With time it occurred to me that our world was made in the same manner and for the same purpose, which is mainly entertainment. This fits very well with the biblical notion of Eden, which was defined as the Garden of Delights. Translated into the 20th century parlance, it means an amusement park, and in the current parlance, a virtual reality game. But I got carried away... sorry.

In this context, life is a desire for novelty of experience and its evolution is evolution of worlds.

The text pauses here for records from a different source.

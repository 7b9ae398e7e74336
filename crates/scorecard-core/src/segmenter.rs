//! Sentence segmentation of raw document text.
//!
//! A document is split into atomic sentence units that the lexical index
//! treats as individual retrievable documents. Splitting happens *after* a
//! terminal marker, so the marker stays attached to the sentence it ends.

use serde::{Deserialize, Serialize};

/// Terminal markers recognised by the default segmenter.
///
/// Full-width CJK punctuation always terminates a sentence. ASCII `!`, `?`
/// and `;` do too. The ASCII full stop only terminates when followed by
/// whitespace or end of input, so decimals like `3.5` stay intact.
pub const DEFAULT_TERMINALS: &[char] = &['。', '！', '？', '；', '!', '?', ';', '\n'];

/// One sentence of the source document.
#[derive(Debug, Clone, PartialEq, Eq, Serialize, Deserialize)]
pub struct Sentence {
    /// 0-based position in document order
    pub index: usize,

    /// Trimmed sentence text, never empty
    pub text: String,
}

/// Splits document text into sentences.
#[derive(Debug, Clone)]
pub struct Segmenter {
    terminals: Vec<char>,
    split_on_full_stop: bool,
}

impl Segmenter {
    pub fn new() -> Self {
        Self {
            terminals: DEFAULT_TERMINALS.to_vec(),
            split_on_full_stop: true,
        }
    }

    /// Use a custom terminal set. The whitespace-followed ASCII full stop
    /// rule is disabled; add `'.'` explicitly to split on every full stop.
    pub fn with_terminals(terminals: impl IntoIterator<Item = char>) -> Self {
        Self {
            terminals: terminals.into_iter().collect(),
            split_on_full_stop: false,
        }
    }

    /// Segment `text` into ordered, non-empty, trimmed sentences.
    ///
    /// Deterministic: the same text always yields the same sequence and
    /// indices. An empty or all-whitespace document yields no sentences.
    pub fn segment(&self, text: &str) -> Vec<Sentence> {
        let mut sentences = Vec::new();
        let mut start = 0;
        let mut chars = text.char_indices().peekable();

        while let Some((pos, c)) = chars.next() {
            let end = pos + c.len_utf8();
            let boundary = self.terminals.contains(&c)
                || (self.split_on_full_stop
                    && c == '.'
                    && chars.peek().map_or(true, |(_, next)| next.is_whitespace()));

            if boundary {
                push_fragment(&mut sentences, &text[start..end]);
                start = end;
            }
        }
        push_fragment(&mut sentences, &text[start..]);

        sentences
    }
}

impl Default for Segmenter {
    fn default() -> Self {
        Self::new()
    }
}

fn push_fragment(sentences: &mut Vec<Sentence>, fragment: &str) {
    let trimmed = fragment.trim();
    if !trimmed.is_empty() {
        sentences.push(Sentence {
            index: sentences.len(),
            text: trimmed.to_string(),
        });
    }
}

/// Segment with the default terminal set.
pub fn segment(text: &str) -> Vec<Sentence> {
    Segmenter::new().segment(text)
}

#[cfg(test)]
mod tests {
    use super::*;
    use proptest::prelude::*;

    fn texts(sentences: &[Sentence]) -> Vec<&str> {
        sentences.iter().map(|s| s.text.as_str()).collect()
    }

    #[test]
    fn test_cjk_terminals_stay_attached() {
        let sentences = segment("我们的产品很好。市场很大！你相信吗？");
        assert_eq!(
            texts(&sentences),
            vec!["我们的产品很好。", "市场很大！", "你相信吗？"]
        );
        assert_eq!(sentences[2].index, 2);
    }

    #[test]
    fn test_newline_splits_and_empty_fragments_dropped() {
        let sentences = segment("Team\n\n  \nMarket size is large; growth is fast\n");
        assert_eq!(
            texts(&sentences),
            vec!["Team", "Market size is large;", "growth is fast"]
        );
    }

    #[test]
    fn test_full_stop_requires_following_whitespace() {
        let sentences = segment("Revenue grew 3.5 times. Margins held.");
        assert_eq!(
            texts(&sentences),
            vec!["Revenue grew 3.5 times.", "Margins held."]
        );
    }

    #[test]
    fn test_empty_document() {
        assert!(segment("").is_empty());
        assert!(segment(" \n\t\n").is_empty());
    }

    #[test]
    fn test_custom_terminals() {
        let segmenter = Segmenter::with_terminals(['|']);
        let sentences = segmenter.segment("a. b|c");
        assert_eq!(texts(&sentences), vec!["a. b|", "c"]);
    }

    proptest! {
        #[test]
        fn prop_no_empty_sentences(text in "[a-z 。！\n.]{0,80}") {
            for sentence in segment(&text) {
                prop_assert!(!sentence.text.is_empty());
                prop_assert_eq!(sentence.text.trim(), sentence.text.as_str());
            }
        }

        #[test]
        fn prop_reconstructs_non_whitespace(text in "[a-z 。？；\n.]{0,80}") {
            let joined: String = segment(&text).iter().map(|s| s.text.as_str()).collect();
            let strip = |s: &str| s.chars().filter(|c| !c.is_whitespace()).collect::<String>();
            prop_assert_eq!(strip(&joined), strip(&text));
        }

        #[test]
        fn prop_indices_are_dense(text in "[a-z。\n]{0,60}") {
            for (i, sentence) in segment(&text).iter().enumerate() {
                prop_assert_eq!(sentence.index, i);
            }
        }
    }
}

Again, thank you for your stimulating essay!

    • [deleted]

    In an attempt to obtain the minimum length (entropy or information) replicating structure I try to obtain this information from the 33 viroids genoma (rna-virus without capsid, with near 10.000 atoms, but with many functions further the replication).

    If it is possible the rna sequencing (the dna sequencing is so simple, now, that it is possible in some hours with low cost), then can be possible to calculate a common ancestral viroid, and then can be possible to obtain the minimum replicating rna.

    Saluti

    Domenico

    Hi Conrad,

    You've hit on one of the important issues in this discussion. I completely agree that evolution is a central part of the story and of course some kind of evolution must have driven the first self-organizing chemical systems that eventually gave rise to life. However, while it may be a necessary to the process, I don't think it is sufficient to define life. As I stated above, it is too broad a criteria. It applies to too many physical systems (e.g. for purposes of this discussion, both those where only the physical structures evolve in a very limited capacity, and where both the physical structures and the 'virtual' machine evolve in tandem).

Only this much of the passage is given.